Not. aux parties (LR) :
CC Société [4]
CC [6]
CC Me Xavier BONTOUX
Copie dossier
le
Tribunal JUDICIAIRE d’Angers
Pôle Social
JUGEMENT DU HUIT DECEMBRE DEUX MIL VINGT CINQ
DEMANDEUR :
Société [4]
[Adresse 10]
[Adresse 9]
[Localité 3]
représentée par Me Xavier BONTOUX, avocat au barreau de LYON,, dispensé de comparution
DÉFENDEUR :
[6]
Département juridique
[Adresse 1]
[Localité 2]
Représentée par Madame [A] [B], chargée d’affaires juridiques auprès de la [8], munie d’un pouvoir
COMPOSITION DU TRIBUNAL
Président : Jean-Yves EGAL, Premier Vice-Président
Assesseur : E. POCQUEREAU, Représentants des non salariés
Assesseur : A. NOURRY, Représentant des salariés
Greffier : N. LINOT-EYSSERIC, Greffier
DÉBATS
L’affaire a été débattue publiquement à l’audience du 08 Septembre 2025.
Vu les articles L.142-1 et suivants du Code de la sécurité sociale portant organisation du contentieux de la Sécurité sociale,
Après avoir entendu les parties en leurs explications et conclusions, le Président a fait savoir aux parties que le jugement serait rendu par mise à disposition au Greffe le 08 Décembre 2025.

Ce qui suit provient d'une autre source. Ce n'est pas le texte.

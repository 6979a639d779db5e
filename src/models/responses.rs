use serde::{Deserialize, Serialize};
use crate::models::domain::ScoredCandidate;

/// Response for the candidate reload endpoint
#[derive(Debug, Clone, Serialize, Deserialize)]
pub struct CandidatesResponse {
    pub candidates: Vec<ScoredCandidate>,
    pub cursor: usize,
    pub total_results: usize,
}

/// Response for the current-candidate endpoint
#[derive(Debug, Clone, Serialize, Deserialize)]
pub struct CurrentCandidateResponse {
    pub candidate: Option<ScoredCandidate>,
    pub cursor: usize,
    pub remaining: usize,
}

/// Like outcome
#[derive(Debug, Clone, Serialize, Deserialize)]
pub struct LikeResponse {
    pub mutual: bool,
    #[serde(rename = "matchedUserId")]
    pub matched_user_id: Option<String>,
}

/// List of user ids (liked or matched)
#[derive(Debug, Clone, Serialize, Deserialize)]
pub struct IdListResponse {
    #[serde(rename = "userId")]
    pub user_id: String,
    pub ids: Vec<String>,
    pub count: usize,
}

/// Health check response
#[derive(Debug, Clone, Serialize, Deserialize)]
pub struct HealthResponse {
    pub status: String,
    pub version: String,
    pub timestamp: chrono::DateTime<chrono::Utc>,
}

/// Error response
#[derive(Debug, Clone, Serialize, Deserialize)]
pub struct ErrorResponse {
    pub error: String,
    pub message: String,
    pub status_code: u16,
}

JUGEMENT du 08 Décembre 2025
Rendu à cette audience par mise à disposition au Greffe, en application
de l’article 450 alinéa 2 du Code de procédure civile,
Signé par Jean-Yves EGAL, PremierVice-Président en charge du Pôle social, et par N. LINOT-EYSSERIC, Greffier.
EXPOSE DU LITIGE
Le 14 septembre 2022, M. [D] [C], salarié de la SAS [4] (l’employeur) en qualité de technicien SAV a été victime d’un accident du travail pris en charge par la [7] (la caisse) au titre de la législation sur les risques professionnels.
Par courrier du 29 juillet 2024, la caisse a informé l’employeur de sa décision d’attribuer au salarié, en conséquence de cet accident du 14 septembre 2022 consolidé à la date du 20 juin 2024, un taux d’incapacité permanente partielle (IPP) de 10 % au titre des séquelles suivantes : « limitation légère de tous les mouvements de l’épaule gauche chez un droitier ».
Par courrier reçu le 08 octobre 2024, l’employeur a contesté ce taux d’IPP devant la commission médicale de recours amiable qui, en sa séance du 26 novembre 2024, a rejeté son recours et confirmé la décision de la caisse.
Par courrier recommandé envoyé le 21 janvier 2025, l’employeur a saisi le pôle social du tribunal judiciaire d’Angers.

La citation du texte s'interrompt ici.